O tempo em que a ação acontece contagia as personagens. Esta é a constatação mais evidente deste romance. Como se o livro invertesse o axioma: o pessoal é político. Neste texto, o político é pessoal, invade a vida das personagens, a forma como elas se relacionam e a sua própria autoconsciência.

A noite passada’ é a saga de uma família que atravessa os tempos mais sórdidos da história portuguesa e que se vê inerme sempre e quando a polícia política resolve intervir naquelas vidas privadas. Esta família é normal, sem pretensões de construir um mundo melhor ou fazer qualquer tipo de alteração ao sistema vigente, sem nenhuma resistência social ou política, mas que também sofre despotismo permitido à época aos agentes da autoridade.

Alice Brito conta neste livro como uma mulher adulta, com formação média e empregada num escritório, fica refém do homem por quem se apaixona. Quando engravida depois de uma série de encontros ilícitos – ela é solteira, o que configura um comportamento punível no código civil de 1966, no sentido em que a não virgindade da nubente era razão para anular o casamento, até 1977 – vê-se a braços com uma gravidez indesejada que o amante não quer que prossiga. Abandonada por ele, confronta-o e ele afirma à luz do dia que é um PIDE, que é casado e que não quer mais nada com ela.
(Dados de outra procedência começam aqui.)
//! # Schema Validation
//!
//! Structural validation of wire documents against JSON Schema definitions
//! (Draft 2020-12).
//!
//! ## Security Invariant
//!
//! Schema validation is a trust boundary. Documents that fail validation
//! are rejected with structured error information: the instance path of
//! the violating field, the schema path of the failing rule, and a message.
//!
//! ## Schema Resolution
//!
//! All schemas use `$id` URIs of the form
//! `https://schemas.momentum-sez.org/fxp/<filename>`. Cross-schema `$ref`s
//! (`definitions.json#/$defs/...`) are resolved by a local retriever over
//! the loaded set; no network requests are ever made.
//!
//! ## Registry Lifecycle
//!
//! A [`SchemaRegistry`] is built once, explicitly, and passed by reference
//! to whatever needs it. Every `*.schema.json` is compiled at construction,
//! so validation never compiles and a broken schema fails startup rather
//! than the first document.

use std::collections::HashMap;
use std::fmt;
use std::path::Path;

use jsonschema::{Retrieve, Uri, ValidationOptions, Validator};
use serde_json::Value;
use thiserror::Error;

/// URI prefix used by every schema `$id`.
pub const SCHEMA_URI_PREFIX: &str = "https://schemas.momentum-sez.org/fxp/";

/// Schemas compiled into the binary.
const EMBEDDED: &[(&str, &str)] = &[
    ("definitions.json", include_str!("../schemas/definitions.json")),
    ("message.schema.json", include_str!("../schemas/message.schema.json")),
    ("resource.schema.json", include_str!("../schemas/resource.schema.json")),
    ("rfq.schema.json", include_str!("../schemas/rfq.schema.json")),
    ("rfq-private.schema.json", include_str!("../schemas/rfq-private.schema.json")),
    ("quote.schema.json", include_str!("../schemas/quote.schema.json")),
    ("order.schema.json", include_str!("../schemas/order.schema.json")),
    (
        "orderinstructions.schema.json",
        include_str!("../schemas/orderinstructions.schema.json"),
    ),
    ("orderstatus.schema.json", include_str!("../schemas/orderstatus.schema.json")),
    ("cancel.schema.json", include_str!("../schemas/cancel.schema.json")),
    ("close.schema.json", include_str!("../schemas/close.schema.json")),
    ("offering.schema.json", include_str!("../schemas/offering.schema.json")),
    ("balance.schema.json", include_str!("../schemas/balance.schema.json")),
];

/// Local retriever that resolves `$ref` URIs to schemas held in memory.
struct LocalSchemaRetriever {
    /// Map from URI string to schema value.
    schemas_by_uri: HashMap<String, Value>,
}

impl Retrieve for LocalSchemaRetriever {
    fn retrieve(
        &self,
        uri: &Uri<&str>,
    ) -> Result<Value, Box<dyn std::error::Error + Send + Sync>> {
        let uri_str = uri.as_str();
        if let Some(value) = self.schemas_by_uri.get(uri_str) {
            return Ok(value.clone());
        }

        let filename = uri_str.rsplit('/').next().unwrap_or(uri_str);
        if let Some(value) = self.schemas_by_uri.get(filename) {
            return Ok(value.clone());
        }

        // Draft metaschemas ship with the validator; anything else is a
        // dangling reference.
        if uri_str.starts_with("https://json-schema.org/") {
            return Ok(serde_json::json!({}));
        }
        Err(format!("unresolvable schema reference: {uri_str}").into())
    }
}

/// Error during schema validation.
#[derive(Error, Debug)]
pub enum SchemaValidationError {
    /// The document did not conform to the schema.
    #[error("validation failed against schema '{schema_name}':\n{violations}")]
    ValidationFailed {
        /// Name of the schema that was validated against.
        schema_name: String,
        /// Structured list of individual violations.
        violations: ValidationViolations,
    },

    /// The requested schema is not in the registry.
    #[error("schema '{0}' is not registered")]
    UnknownSchema(String),

    /// A schema file could not be loaded.
    #[error("schema load error for '{schema_name}': {reason}")]
    SchemaLoadError {
        /// Schema filename or identifier.
        schema_name: String,
        /// Reason the schema could not be loaded.
        reason: String,
    },

    /// The compiled validator could not be built (e.g., invalid schema).
    #[error("validator build error for schema '{schema_name}': {reason}")]
    ValidatorBuildError {
        /// Schema filename or identifier.
        schema_name: String,
        /// Reason the validator could not be built.
        reason: String,
    },

    /// IO error reading a schema directory.
    #[error("io error: {0}")]
    Io(#[from] std::io::Error),
}

impl SchemaValidationError {
    /// The violations, when this is a validation failure.
    pub fn violations(&self) -> Option<&ValidationViolations> {
        match self {
            Self::ValidationFailed { violations, .. } => Some(violations),
            _ => None,
        }
    }
}

/// A single validation violation with structured context.
#[derive(Debug, Clone, PartialEq, Eq)]
pub struct Violation {
    /// JSON Pointer path to the violating field in the instance.
    pub instance_path: String,
    /// JSON Pointer path within the schema that triggered the error.
    pub schema_path: String,
    /// Human-readable description of the violation.
    pub message: String,
}

impl fmt::Display for Violation {
    fn fmt(&self, f: &mut fmt::Formatter<'_>) -> fmt::Result {
        if self.instance_path.is_empty() {
            write!(f, "  (root): {} [{}]", self.message, self.schema_path)
        } else {
            write!(f, "  {}: {} [{}]", self.instance_path, self.message, self.schema_path)
        }
    }
}

/// Collection of validation violations.
#[derive(Debug, Clone, PartialEq, Eq)]
pub struct ValidationViolations {
    violations: Vec<Violation>,
}

impl ValidationViolations {
    /// Returns the number of violations.
    pub fn len(&self) -> usize {
        self.violations.len()
    }

    /// Returns true if there are no violations.
    pub fn is_empty(&self) -> bool {
        self.violations.is_empty()
    }

    /// Returns a slice of all violations.
    pub fn violations(&self) -> &[Violation] {
        &self.violations
    }

    /// Consumes self and returns the inner Vec.
    pub fn into_inner(self) -> Vec<Violation> {
        self.violations
    }
}

impl fmt::Display for ValidationViolations {
    fn fmt(&self, f: &mut fmt::Formatter<'_>) -> fmt::Result {
        for (i, v) in self.violations.iter().enumerate() {
            if i > 0 {
                writeln!(f)?;
            }
            write!(f, "{v}")?;
        }
        Ok(())
    }
}

/// Validates instances against named schemas.
///
/// The dispatcher depends on this trait rather than on [`SchemaRegistry`]
/// directly, so callers may supply their own schema set.
pub trait SchemaCheck: Send + Sync {
    /// Validate `instance` against the schema registered as `schema_name`.
    fn check(&self, schema_name: &str, instance: &Value) -> Result<(), SchemaValidationError>;
}

/// Compiled validators for every registered schema.
///
/// `SchemaRegistry` is `Send + Sync` and read-only after construction.
pub struct SchemaRegistry {
    validators: HashMap<String, Validator>,
    origin: String,
}

impl SchemaRegistry {
    /// Build a registry from the schemas compiled into this crate.
    ///
    /// # Errors
    ///
    /// Returns `SchemaLoadError` or `ValidatorBuildError` if an embedded
    /// schema is broken.
    pub fn embedded() -> Result<Self, SchemaValidationError> {
        let mut schemas = HashMap::new();
        for (name, text) in EMBEDDED {
            schemas.insert((*name).to_string(), parse_schema(name, text)?);
        }
        Self::compile(schemas, "embedded".to_string())
    }

    /// Build a registry from every `*.json` file in `schema_dir`.
    ///
    /// Files named `*.schema.json` are compiled into validators; other
    /// JSON files are only available as `$ref` targets.
    pub fn from_dir(schema_dir: impl AsRef<Path>) -> Result<Self, SchemaValidationError> {
        let schema_dir = schema_dir.as_ref();
        let entries = std::fs::read_dir(schema_dir).map_err(|e| {
            SchemaValidationError::SchemaLoadError {
                schema_name: schema_dir.display().to_string(),
                reason: format!("cannot read schema directory: {e}"),
            }
        })?;

        let mut schemas = HashMap::new();
        for entry in entries {
            let path = entry?.path();
            if let Some(name) = path.file_name().and_then(|n| n.to_str()) {
                if name.ends_with(".json") {
                    let content = std::fs::read_to_string(&path)?;
                    schemas.insert(name.to_string(), parse_schema(name, &content)?);
                }
            }
        }
        Self::compile(schemas, schema_dir.display().to_string())
    }

    fn compile(
        schemas: HashMap<String, Value>,
        origin: String,
    ) -> Result<Self, SchemaValidationError> {
        let opts = build_options(&schemas);
        let mut validators = HashMap::new();
        for (name, schema) in &schemas {
            if !name.ends_with(".schema.json") {
                continue;
            }
            let validator =
                opts.build(schema)
                    .map_err(|e| SchemaValidationError::ValidatorBuildError {
                        schema_name: name.clone(),
                        reason: e.to_string(),
                    })?;
            validators.insert(name.clone(), validator);
        }
        tracing::debug!(origin = %origin, count = validators.len(), "compiled schema registry");
        Ok(Self { validators, origin })
    }

    /// Where the schemas were loaded from (`embedded` or a directory).
    pub fn origin(&self) -> &str {
        &self.origin
    }

    /// Whether a schema with this name is registered.
    pub fn contains(&self, schema_name: &str) -> bool {
        self.validators.contains_key(schema_name)
    }

    /// Returns the names of all compiled schemas, sorted alphabetically.
    pub fn schema_names(&self) -> Vec<&str> {
        let mut names: Vec<&str> = self.validators.keys().map(|s| s.as_str()).collect();
        names.sort_unstable();
        names
    }

    /// Validate a parsed JSON value against a named schema.
    ///
    /// # Errors
    ///
    /// Returns `UnknownSchema` if the name is not registered and
    /// `ValidationFailed` with every violation if the instance is invalid.
    pub fn validate(&self, schema_name: &str, instance: &Value) -> Result<(), SchemaValidationError> {
        let validator = self
            .validators
            .get(schema_name)
            .ok_or_else(|| SchemaValidationError::UnknownSchema(schema_name.to_string()))?;
        collect_violations(validator, schema_name, instance)
    }
}

impl SchemaCheck for SchemaRegistry {
    fn check(&self, schema_name: &str, instance: &Value) -> Result<(), SchemaValidationError> {
        self.validate(schema_name, instance)
    }
}

impl fmt::Debug for SchemaRegistry {
    fn fmt(&self, f: &mut fmt::Formatter<'_>) -> fmt::Result {
        f.debug_struct("SchemaRegistry")
            .field("origin", &self.origin)
            .field("schemas", &self.schema_names())
            .finish()
    }
}

/// Validate `instance` against a schema supplied at runtime.
///
/// Used for schemas carried inside documents, such as an offering's
/// `requiredPaymentDetails`. `label` names the schema in errors.
pub fn validate_with_schema(
    schema: &Value,
    instance: &Value,
    label: &str,
) -> Result<(), SchemaValidationError> {
    let validator =
        jsonschema::validator_for(schema).map_err(|e| SchemaValidationError::ValidatorBuildError {
            schema_name: label.to_string(),
            reason: e.to_string(),
        })?;
    collect_violations(&validator, label, instance)
}

fn collect_violations(
    validator: &Validator,
    schema_name: &str,
    instance: &Value,
) -> Result<(), SchemaValidationError> {
    let violations: Vec<Violation> = validator
        .iter_errors(instance)
        .map(|e| Violation {
            instance_path: e.instance_path.to_string(),
            schema_path: e.schema_path.to_string(),
            message: e.to_string(),
        })
        .collect();

    if violations.is_empty() {
        Ok(())
    } else {
        Err(SchemaValidationError::ValidationFailed {
            schema_name: schema_name.to_string(),
            violations: ValidationViolations { violations },
        })
    }
}

fn parse_schema(name: &str, text: &str) -> Result<Value, SchemaValidationError> {
    serde_json::from_str(text).map_err(|e| SchemaValidationError::SchemaLoadError {
        schema_name: name.to_string(),
        reason: format!("invalid JSON: {e}"),
    })
}

/// Options with a retriever over the loaded set, indexed by canonical URI,
/// by `$id` and by bare filename.
fn build_options(schemas: &HashMap<String, Value>) -> ValidationOptions {
    let mut opts = jsonschema::options();
    opts.with_draft(jsonschema::Draft::Draft202012);

    let mut schemas_by_uri: HashMap<String, Value> = HashMap::new();
    for (filename, value) in schemas {
        schemas_by_uri.insert(format!("{SCHEMA_URI_PREFIX}{filename}"), value.clone());
        if let Some(id) = value.get("$id").and_then(|v| v.as_str()) {
            schemas_by_uri.insert(id.to_string(), value.clone());
        }
        schemas_by_uri.insert(filename.clone(), value.clone());
    }
    opts.with_retriever(LocalSchemaRetriever { schemas_by_uri });
    opts
}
A ameaça é clara: poderá a usar as armas habituais do Estado contra ela.

Amélia, a mulher, acaba por conseguir casar com um colega de trabalho, o que lhe resolve o escândalo e, para dissipar todas as suspeitas possíveis, o casal muda-se para Setúbal que, naquela época – ainda sem comboios nem autoestradas – é uma cidade com vida própria afastada da capital.

O que faz a mulher de um homem que socialmente a salva? Contenta-se e é a mais submissa das mulheres. O que faz um homem que salva uma mulher? Exerce o seu poder, mesmo que a sua índole seja boa, não deixando de relembrar quando encontra necessário o tipo de relação que pode exigir a Amélia e ao filho (mesmo se deste também se escondeu a paternidade biológica): na gratidão dela encontrará sustento esta relação.
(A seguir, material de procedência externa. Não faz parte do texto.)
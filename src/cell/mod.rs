//! Cells that mirror one store key.
//!
//! - `ValueCell<T>` - the last-known value of a key, written through the store
//! - `ReducerCell<T, A>` - a value cell driven by a pure transition function
//! - `WatchGuard` - keeps an observer callback registered

mod options;
mod reducer;
mod value;
mod watch;

pub use options::CellOptions;
pub use reducer::{create_reducer_cell, Reducer, ReducerCell};
pub use value::{create_value_cell, CellValue, ValueCell};
pub use watch::WatchGuard;

pub(crate) use watch::Watchers;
O papel da política nas relações conjugais vê-se noutros casais: os vizinhos que chegam ao bairro pequeno burguês onde Amélia reside como o marido e o filho. Ela é a encarnação da pobreza, sempre calada, envergonhada, vestida de preto e ele a concretização do pequeno ditador: um gordo seboso que a usa para as aparências necessariamente heterossexuais sem nenhum gesto de cuidado para com ela, que está seguro que o pouco dinheiro que tem serve perfeitamente para a comprar, que a maldade que lhe inflige a serve o propósito do apoucamento do que resta daquela mulher, dando largas à sua própria maldade.

Dar largas à própria maldade é de resto o que, quando a vida decorre pacata, o Pide parece querer fazer: primeiro com mensagens anónimas e vidros partidos, depois com pancadas de meia-noite. Ele paira como um fantasma aterrorizador sobre aquela família e a sua ação direta, com os instrumentos que o Estado lhe põe ao dispor, condicionam a saúde e as relações dos membros daquela família.
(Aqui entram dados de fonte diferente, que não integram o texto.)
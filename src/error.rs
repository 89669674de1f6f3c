use thiserror::Error;

/// Errors surfaced by store access, encoding, and notification delivery.
///
/// A missing store is not an error: every operation silently becomes a no-op
/// in a headless context.
#[derive(Error, Debug)]
pub enum Error {
    #[error("stored value for key {key:?} is not valid JSON: {source}")]
    Decode {
        key: String,
        #[source]
        source: serde_json::Error,
    },

    #[error("failed to encode value: {0}")]
    Encode(#[source] serde_json::Error),

    #[error("quota exceeded writing key {key:?}: {needed} bytes needed, limit is {limit}")]
    QuotaExceeded {
        key: String,
        needed: usize,
        limit: usize,
    },

    #[error("storage error: {0}")]
    Backend(String),
}

pub type Result<T> = std::result::Result<T, Error>;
No entanto, e apesar do fantasma durar até ao fim da história, a progressiva perda de poder e a sensação de que o fim da ditadura está próximo vão contaminando as relações interpessoais. Amélia ganha poder dentro do seio familiar, tira a carta de condução, a vizinha de negro aprende a ler e torna-se emancipada na sequência do suicídio do marido, Encarnação, a empregada de Amélia, impõe-se na luta pela habitação durante o Verão Quente.

A revolução que se vive nas ruas e quartéis de Setúbal onde, por momentos, o cantor Zeca Afonso aparece como personagem, é também o tempo da paixão, não apenas política, mas da paixão ardente, carnal entre as personagens mais jovens. Como se o tempo político não fosse outra coisa do que aquilo que contagia o ser mais íntimo destas personagens. A relação estabelecida neste grande romance de 2019 é incontornável: o político é pessoal.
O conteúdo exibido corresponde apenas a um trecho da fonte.